What a Carbon Tax Would Mean for Westerners
With climate change dominating the political agenda of the Democratic party, both in western states like Colorado and New Mexico, and at the national level, the specter of a tax on energy has re-emerged.
While some believe taxing carbon dioxide can address the issue of global warming without an expansion of government, the tax would really just be a stepping stone to the $93 trillion Green New Deal. Carbon tax proposals are almost always falsely labeled as commonsense, middle ground solutions, but the claim that a tax on energy would satisfy all parties does not stand up to scrutiny.
Across the West, whenever an energy tax has been put in front of the voters, it has failed miserably — most recently in the State of Washington last fall. But now, energy tax proponents like the Climate Leadership Council (CLC) and others, claim to have a new framework of politically-viable energy taxes. This framework seeks to draw widespread support for a tax on energy by promising the proceeds will be divvied out to American households in the form of quarterly federal checks.
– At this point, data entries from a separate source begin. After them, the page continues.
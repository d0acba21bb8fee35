#![cfg_attr(feature = "fail-on-warnings", deny(warnings))]
#![warn(clippy::all, clippy::pedantic, clippy::nursery, clippy::cargo)]
#![allow(clippy::multiple_crate_versions, clippy::cargo_common_metadata)]

//! CLI entry point for the incident survey.
//!
//! Loads an incident export for a department and prints query results as
//! JSON. Run without a subcommand for an interactive session.

mod interactive;
mod session;

use std::path::PathBuf;

use clap::{Args, Parser, Subcommand};
use incident_survey_analytics::colors;
use incident_survey_analytics_models::QueryParams;

use crate::session::{Session, print_json, resolve_csv_path, resolve_department};

#[derive(Parser)]
#[command(name = "incident_survey", about = "Incident query and aggregation tool")]
struct Cli {
    /// Incident CSV export (overrides `INCIDENT_SURVEY_CSV`)
    #[arg(long, global = true)]
    csv: Option<PathBuf>,
    /// Department id (overrides `INCIDENT_SURVEY_DEPARTMENT`, default "danbury")
    #[arg(long, global = true)]
    department: Option<String>,
    #[command(subcommand)]
    command: Option<Commands>,
}

/// Filter flags shared by every query subcommand.
#[derive(Args, Debug, Default)]
struct FilterArgs {
    /// Start of the time-of-day window, inclusive (e.g., "22:00")
    #[arg(long)]
    start: Option<String>,
    /// End of the time-of-day window, exclusive (e.g., "06:00" or "24:00")
    #[arg(long)]
    end: Option<String>,
    /// Month name or number (e.g., "december" or "12")
    #[arg(long)]
    month: Option<String>,
    /// Responding unit (e.g., "E23"), or "ALL"
    #[arg(long)]
    unit: Option<String>,
}

impl FilterArgs {
    fn to_params(&self) -> QueryParams {
        QueryParams {
            start_time: self.start.clone(),
            end_time: self.end.clone(),
            month: self.month.clone(),
            unit: self.unit.clone(),
        }
    }
}

#[derive(Subcommand)]
enum Commands {
    /// Incident counts per call type
    ByType {
        #[command(flatten)]
        filter: FilterArgs,
    },
    /// Incident counts per address
    ByLocation {
        #[command(flatten)]
        filter: FilterArgs,
        /// Minimum incidents per address (defaults to the department threshold)
        #[arg(long)]
        min_count: Option<u64>,
    },
    /// Incident volume per hour of day
    Hourly {
        #[command(flatten)]
        filter: FilterArgs,
    },
    /// Call type by unit cross tabulation over all records
    UnitSummary,
    /// Density map points for records with coordinates
    HeatMap {
        #[command(flatten)]
        filter: FilterArgs,
    },
    /// Assign gradient colors to labels
    Colors {
        /// Palette name (e.g., "red", "dark_blue")
        #[arg(long, default_value = "red")]
        palette: String,
        /// Labels in chart order
        #[arg(required = true)]
        labels: Vec<String>,
    },
    /// List the department's units and stations
    Units,
}

fn main() -> Result<(), Box<dyn std::error::Error>> {
    pretty_env_logger::init();
    let cli = Cli::parse();

    let department = resolve_department(cli.department.as_deref())?;

    let Some(command) = cli.command else {
        let csv = resolve_csv_path(cli.csv)?;
        let session = Session::load(&csv, department)?;
        return interactive::run(&session);
    };

    match command {
        Commands::Colors { palette, labels } => {
            let palette = colors::parse_palette(&palette)?;
            print_json(&colors::assign_colors(&labels, palette))?;
        }
        Commands::Units => {
            let directory = department.station_directory();
            println!("{} ({})", department.name, department.id);
            println!("{:<8} STATION", "UNIT");
            println!("{}", "-".repeat(40));
            for unit in &department.units {
                let station = directory
                    .stations
                    .iter()
                    .find(|s| &s.unit == unit)
                    .map_or_else(
                        || "headquarters".to_string(),
                        |s| format!("{:.6}, {:.6}", s.latitude, s.longitude),
                    );
                println!("{unit:<8} {station}");
            }
        }
        command => {
            let csv = resolve_csv_path(cli.csv)?;
            let session = Session::load(&csv, department)?;
            run_query(&session, command)?;
        }
    }

    Ok(())
}

fn run_query(session: &Session, command: Commands) -> Result<(), Box<dyn std::error::Error>> {
    match command {
        Commands::ByType { filter } => {
            let filter = session.filter(&filter.to_params())?;
            print_json(&session.by_type(&filter))?;
        }
        Commands::ByLocation { filter, min_count } => {
            let filter = session.filter(&filter.to_params())?;
            print_json(&session.by_location(&filter, min_count))?;
        }
        Commands::Hourly { filter } => {
            let filter = session.filter(&filter.to_params())?;
            print_json(&session.hourly(&filter))?;
        }
        Commands::HeatMap { filter } => {
            let filter = session.filter(&filter.to_params())?;
            print_json(&session.heat_map(&filter))?;
        }
        Commands::UnitSummary => print_json(session.engine.unit_summary())?,
        Commands::Colors { .. } | Commands::Units => {}
    }
    Ok(())
}

#[cfg(test)]
mod tests {
    use clap::CommandFactory;

    use super::*;

    #[test]
    fn cli_definition_is_valid() {
        Cli::command().debug_assert();
    }

    #[test]
    fn parses_filter_flags() {
        let cli = Cli::parse_from([
            "incident_survey",
            "by-type",
            "--start",
            "22:00",
            "--end",
            "06:00",
            "--unit",
            "E23",
        ]);
        let Some(Commands::ByType { filter }) = cli.command else {
            panic!("expected by-type");
        };
        let params = filter.to_params();
        assert_eq!(params.start_time.as_deref(), Some("22:00"));
        assert_eq!(params.end_time.as_deref(), Some("06:00"));
        assert_eq!(params.month, None);
        assert_eq!(params.unit.as_deref(), Some("E23"));
    }

    #[test]
    fn global_flags_follow_subcommand() {
        let cli = Cli::parse_from([
            "incident_survey",
            "by-location",
            "--min-count",
            "3",
            "--csv",
            "calls.csv",
        ]);
        assert_eq!(cli.csv, Some(PathBuf::from("calls.csv")));
        assert!(matches!(
            cli.command,
            Some(Commands::ByLocation {
                min_count: Some(3),
                ..
            })
        ));
    }

    #[test]
    fn colors_requires_labels() {
        assert!(Cli::try_parse_from(["incident_survey", "colors"]).is_err());
    }
}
While this sounds great (who doesn’t like free money!), it really means diminished economic opportunity, higher gasoline prices, rising home heating and air conditioning costs, and more expensive goods and services across the board.
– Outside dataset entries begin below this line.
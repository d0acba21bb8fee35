//! Department registry, loaded from embedded TOML configs.
//!
//! Each `.toml` file in `packages/source/departments/` is baked into the
//! binary at compile time via [`include_str!`]. A department lists its
//! unit roster, headquarters and station locations, location thresholds
//! and the palettes used for each chart.

use incident_survey_analytics_models::{LocationThresholds, Palette, Station, StationDirectory};
use incident_survey_incident_models::UnitCode;
use serde::Deserialize;

use crate::SourceError;

/// TOML configs embedded at compile time.
const DEPARTMENT_TOMLS: &[(&str, &str)] = &[
    // ── Connecticut ──────────────────────────────────────────────────
    ("danbury", include_str!("../departments/danbury.toml")),
];

/// Department used when none is configured.
pub const DEFAULT_DEPARTMENT: &str = "danbury";

/// Latitude/longitude pair as written in a department config.
#[derive(Debug, Clone, Copy, PartialEq, Deserialize)]
pub struct ConfigPoint {
    /// Latitude in degrees.
    pub latitude: f64,
    /// Longitude in degrees.
    pub longitude: f64,
}

/// Location thresholds as written in a department config.
#[derive(Debug, Clone, Copy, PartialEq, Eq, Deserialize)]
pub struct ConfigThresholds {
    /// Threshold for department-wide location queries.
    pub department_wide: u64,
    /// Threshold for single-unit location queries.
    pub per_unit: u64,
}

/// Palette choice for each chart.
#[derive(Debug, Clone, Copy, PartialEq, Eq, Deserialize)]
pub struct ChartPalettes {
    /// Incidents by call type.
    pub by_type: Palette,
    /// Hourly volume.
    pub hourly: Palette,
    /// Time-window comparisons.
    pub time_window: Palette,
}

/// A single department definition.
#[derive(Debug, Clone, PartialEq, Deserialize)]
pub struct DepartmentDefinition {
    /// Short identifier, e.g. `danbury`.
    pub id: String,
    /// Display name.
    pub name: String,
    /// Unit roster in display order.
    pub units: Vec<UnitCode>,
    /// Headquarters location.
    pub headquarters: ConfigPoint,
    /// Units with their own station.
    #[serde(default)]
    pub stations: Vec<Station>,
    /// Location aggregation thresholds.
    pub thresholds: ConfigThresholds,
    /// Chart palettes.
    pub palettes: ChartPalettes,
}

impl DepartmentDefinition {
    /// Headquarters and stations, for centering maps.
    #[must_use]
    pub fn station_directory(&self) -> StationDirectory {
        StationDirectory {
            headquarters_latitude: self.headquarters.latitude,
            headquarters_longitude: self.headquarters.longitude,
            stations: self.stations.clone(),
        }
    }

    /// Location thresholds as used by the query layer.
    #[must_use]
    pub const fn location_thresholds(&self) -> LocationThresholds {
        LocationThresholds {
            department_wide: self.thresholds.department_wide,
            per_unit: self.thresholds.per_unit,
        }
    }

    /// Whether `unit` is on the roster.
    #[must_use]
    pub fn has_unit(&self, unit: &UnitCode) -> bool {
        self.units.contains(unit)
    }
}

/// Parses a department definition from TOML.
///
/// # Errors
///
/// Returns [`SourceError::Config`] if the TOML is malformed or a station
/// refers to a unit that is not on the roster.
pub fn parse_department_toml(raw: &str) -> Result<DepartmentDefinition, SourceError> {
    let department: DepartmentDefinition =
        toml::from_str(raw).map_err(|e| SourceError::Config {
            message: e.to_string(),
        })?;

    if let Some(station) = department
        .stations
        .iter()
        .find(|s| !department.units.contains(&s.unit))
    {
        return Err(SourceError::Config {
            message: format!(
                "{}: station for unit '{}' which is not on the roster",
                department.id, station.unit
            ),
        });
    }

    Ok(department)
}

/// Returns all configured department definitions.
///
/// # Errors
///
/// Returns [`SourceError::Config`] if any embedded config is malformed.
pub fn all_departments() -> Result<Vec<DepartmentDefinition>, SourceError> {
    DEPARTMENT_TOMLS
        .iter()
        .map(|(name, raw)| {
            parse_department_toml(raw).map_err(|e| SourceError::Config {
                message: format!("Failed to parse {name}.toml: {e}"),
            })
        })
        .collect()
}

/// Looks up a department by id (case-insensitive).
///
/// # Errors
///
/// Returns [`SourceError::Config`] if no department has that id or its
/// config is malformed.
pub fn department(id: &str) -> Result<DepartmentDefinition, SourceError> {
    all_departments()?
        .into_iter()
        .find(|d| d.id.eq_ignore_ascii_case(id.trim()))
        .ok_or_else(|| SourceError::Config {
            message: format!("Unknown department '{id}'"),
        })
}

#[cfg(test)]
mod tests {
    use super::*;

    #[test]
    fn loads_all_departments() {
        let departments = all_departments().unwrap();
        assert_eq!(departments.len(), DEPARTMENT_TOMLS.len());
        for department in &departments {
            assert!(!department.id.is_empty());
            assert!(!department.name.is_empty());
            assert!(!department.units.is_empty(), "{}: no units", department.id);
        }
    }

    #[test]
    fn default_department_roster_order() {
        let danbury = department(DEFAULT_DEPARTMENT).unwrap();
        let roster: Vec<&str> = danbury.units.iter().map(UnitCode::as_str).collect();
        assert_eq!(
            roster,
            vec!["TAC1", "SQ21", "E22", "E23", "E24", "E25", "E26", "T1", "C30"]
        );
        assert_eq!(danbury.location_thresholds(), LocationThresholds::default());
        assert_eq!(danbury.palettes.by_type, Palette::Red);
        assert_eq!(danbury.palettes.hourly, Palette::Blue);
    }

    #[test]
    fn station_directory_centers_on_station() {
        let danbury = department("DANBURY").unwrap();
        let directory = danbury.station_directory();

        let e25 = UnitCode::parse("E25").unwrap();
        let center = directory.map_center(Some(&e25));
        assert!((center.latitude - 41.427_157).abs() < 1e-9);
        assert_eq!(center.zoom, StationDirectory::UNIT_ZOOM);

        let t1 = UnitCode::parse("T1").unwrap();
        let center = directory.map_center(Some(&t1));
        assert!((center.latitude - 41.393_510).abs() < 1e-9);
        assert_eq!(center.zoom, StationDirectory::UNIT_ZOOM);
    }

    #[test]
    fn unknown_department_is_a_config_error() {
        assert!(matches!(
            department("springfield"),
            Err(SourceError::Config { .. })
        ));
    }

    #[test]
    fn rejects_station_for_unlisted_unit() {
        let raw = r#"
id = "test"
name = "Test"
units = ["E1"]

[headquarters]
latitude = 41.0
longitude = -73.0

[[stations]]
unit = "E9"
latitude = 41.1
longitude = -73.1

[thresholds]
department_wide = 10
per_unit = 2

[palettes]
by_type = "red_alt"
hourly = "dark_blue"
time_window = "green_alt"
"#;
        let err = parse_department_toml(raw).unwrap_err();
        assert!(err.to_string().contains("E9"));
    }

    #[test]
    fn rejects_unknown_palette() {
        let raw = r#"
id = "test"
name = "Test"
units = ["E1"]

[headquarters]
latitude = 41.0
longitude = -73.0

[thresholds]
department_wide = 10
per_unit = 2

[palettes]
by_type = "purple"
hourly = "blue"
time_window = "green"
"#;
        assert!(matches!(
            parse_department_toml(raw),
            Err(SourceError::Config { .. })
        ));
    }
}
Poorer households will be most harmed by a carbon tax because a larger portion of their budgets are spent to pay their utility bills and fill their gas tanks. In the tax-and-rebate model, the harm caused by increased costs and reduced choices to individuals would be significant and the widespread economic impact of this policy would be severe. Moreover, the entire approach falsely assumes that the government will not take a portion of the proceeds before passing some of the back to the citizens.
Research from Capital Alpha Partners shows just how damaging an energy tax would be. Let’s take Colorado as an example. A carbon tax in the Centennial state would result in an economic lag, lost jobs, and a smaller state budget to help with essential government services like improving infrastructure. To make matters worse, a tax on energy imposes static costs and revenue burdens on state and local governments. The Capital Alpha Partners analysis finds the average annual burden on Colorado during the first ten years of a carbon tax would range from $335 million to $546 million depending on the ultimate rate of taxation. Similar projections can be seen in other western states, too.
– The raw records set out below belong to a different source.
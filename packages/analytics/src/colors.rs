//! Deterministic category colors.
//!
//! Labels are colored by sampling a palette's two-endpoint gradient at
//! evenly spaced points, in the order the caller supplies them. The same
//! labels in the same order always get the same colors; a different order
//! gives a different assignment.

use std::collections::BTreeSet;

use incident_survey_analytics_models::{ColorAssignment, LabelColor, Palette, Rgb};

use crate::AnalyticsError;

/// Looks up a palette by name. Accepts `snake_case` or `kebab-case` in
/// any letter case.
///
/// # Errors
///
/// Returns [`AnalyticsError::UnknownPalette`] if no palette has that name.
pub fn parse_palette(name: &str) -> Result<Palette, AnalyticsError> {
    name.trim()
        .replace('-', "_")
        .parse()
        .map_err(|_| AnalyticsError::UnknownPalette(name.to_string()))
}

/// Samples `n` evenly spaced colors from the palette's gradient, start
/// endpoint first. A single sample is the start endpoint.
#[must_use]
pub fn sample_gradient(palette: Palette, n: usize) -> Vec<Rgb> {
    let (start, end) = palette.endpoints();
    if n <= 1 {
        return vec![start; n];
    }

    #[allow(clippy::cast_precision_loss)]
    let steps = (n - 1) as f64;
    let step = |from: f64, to: f64| (to - from) / steps;
    let (dr, dg, db) = (step(start.r, end.r), step(start.g, end.g), step(start.b, end.b));

    (0..n)
        .map(|i| {
            #[allow(clippy::cast_precision_loss)]
            let i = i as f64;
            Rgb::new(start.r + dr * i, start.g + dg * i, start.b + db * i)
        })
        .collect()
}

/// Assigns one color per distinct label.
///
/// Duplicate labels after the first occurrence are ignored, so the
/// gradient is sampled once per distinct label.
#[must_use]
pub fn assign_colors<S: AsRef<str>>(labels: &[S], palette: Palette) -> ColorAssignment {
    let mut seen = BTreeSet::new();
    let distinct: Vec<&str> = labels
        .iter()
        .map(AsRef::as_ref)
        .filter(|label| seen.insert(*label))
        .collect();

    let entries = distinct
        .iter()
        .zip(sample_gradient(palette, distinct.len()))
        .map(|(label, color)| LabelColor {
            label: (*label).to_string(),
            color,
        })
        .collect();

    ColorAssignment { palette, entries }
}

#[cfg(test)]
mod tests {
    use super::*;

    #[test]
    fn assignment_is_deterministic() {
        let first = assign_colors(&["A", "B", "C"], Palette::Red);
        let second = assign_colors(&["A", "B", "C"], Palette::Red);
        assert_eq!(first, second);
        for (a, b) in first.entries.iter().zip(&second.entries) {
            assert_eq!(a.color.r.to_bits(), b.color.r.to_bits());
            assert_eq!(a.color.g.to_bits(), b.color.g.to_bits());
            assert_eq!(a.color.b.to_bits(), b.color.b.to_bits());
        }
    }

    #[test]
    fn assignment_depends_on_label_order() {
        let forward = assign_colors(&["A", "B", "C"], Palette::Red);
        let reverse = assign_colors(&["C", "B", "A"], Palette::Red);
        assert_ne!(forward.get("A"), reverse.get("A"));
        assert_eq!(forward.get("B"), reverse.get("B"));
        assert_eq!(forward.get("A"), Some(Palette::Red.endpoints().0));
    }

    #[test]
    fn gradient_runs_from_start_to_end() {
        let colors = sample_gradient(Palette::Blue, 3);
        let (start, end) = Palette::Blue.endpoints();
        assert_eq!(colors[0], start);
        assert!((colors[1].r - 127.5).abs() < 1e-9);
        assert!((colors[2].r - end.r).abs() < 1e-9);
        assert!((colors[2].b - end.b).abs() < 1e-9);
    }

    #[test]
    fn single_label_gets_start_color() {
        for palette in Palette::all() {
            let assignment = assign_colors(&["ONLY"], *palette);
            assert_eq!(assignment.len(), 1);
            assert_eq!(assignment.get("ONLY"), Some(palette.endpoints().0));
        }
    }

    #[test]
    fn empty_labels_give_empty_assignment() {
        let labels: [&str; 0] = [];
        assert!(assign_colors(&labels, Palette::Green).is_empty());
    }

    #[test]
    fn duplicate_labels_are_colored_once() {
        let assignment = assign_colors(&["A", "B", "A"], Palette::Yellow);
        let labels: Vec<&str> = assignment
            .entries
            .iter()
            .map(|e| e.label.as_str())
            .collect();
        assert_eq!(labels, vec!["A", "B"]);
        assert_eq!(assignment.get("A"), Some(Palette::Yellow.endpoints().0));
    }

    #[test]
    fn palette_lookup() {
        assert_eq!(parse_palette("dark-blue").unwrap(), Palette::DarkBlue);
        assert_eq!(parse_palette("Red_Alt").unwrap(), Palette::RedAlt);
        let err = parse_palette("viridis").unwrap_err();
        assert!(matches!(err, AnalyticsError::UnknownPalette(name) if name == "viridis"));
    }
}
By siphoning wealth from our economy and redistributing it, the tax-and-rebate plan would introduce unavoidable economic drag. To account for this loss and to balance its budget, states can be expected to raise taxes, reduce services, or most likely of all, demand revenue sharing from the federal government, thereby eroding the plan’s capacity to rebate all carbon tax proceeds to taxpayers.
Despite these high costs, the tax doesn’t go nearly as far toward reducing carbon dioxide emissions as advocates would have you believe. The Capital Alpha study finds that none of the modeled carbon tax scenarios, including that most similar to the CLC plan, is consistent with meeting long-term U.S. obligations under the Paris Agreement as a standalone policy.
The solution doesn’t sit with a government-led tax and dividend scheme, but rather with innovative engineers and entrepreneurs who continue to use technology to produce the energy we need and protect the environment westerners love. If air quality is a concern, the U.S. already leads the world in clean air and a strong economy. Perhaps the most compelling data can be found in the Environmental Protection Agency’s (EPA) own annual report entitled, Our Nation’s Air. The EPA’s data shows that since 1970 the U.S. has experienced substantial economic growth, increased population, and Americans drive more than ever. At the same time, we have reduced 73% of all harmful air pollution since 1970.
The connection between a vibrant economy and a healthy environment are all too evident. Across the world, when prosperity spreads and people have choices, nations immediately begin to prioritize environmental improvement.
An energy tax won’t help people, especially those who have the least among us, and it won’t help the environment in any measurable way. Westerners should reject energy taxes at any level of government.
Thomas J. Pyle is president at the Institute for Energy Research, a non-profit energy policy think tank.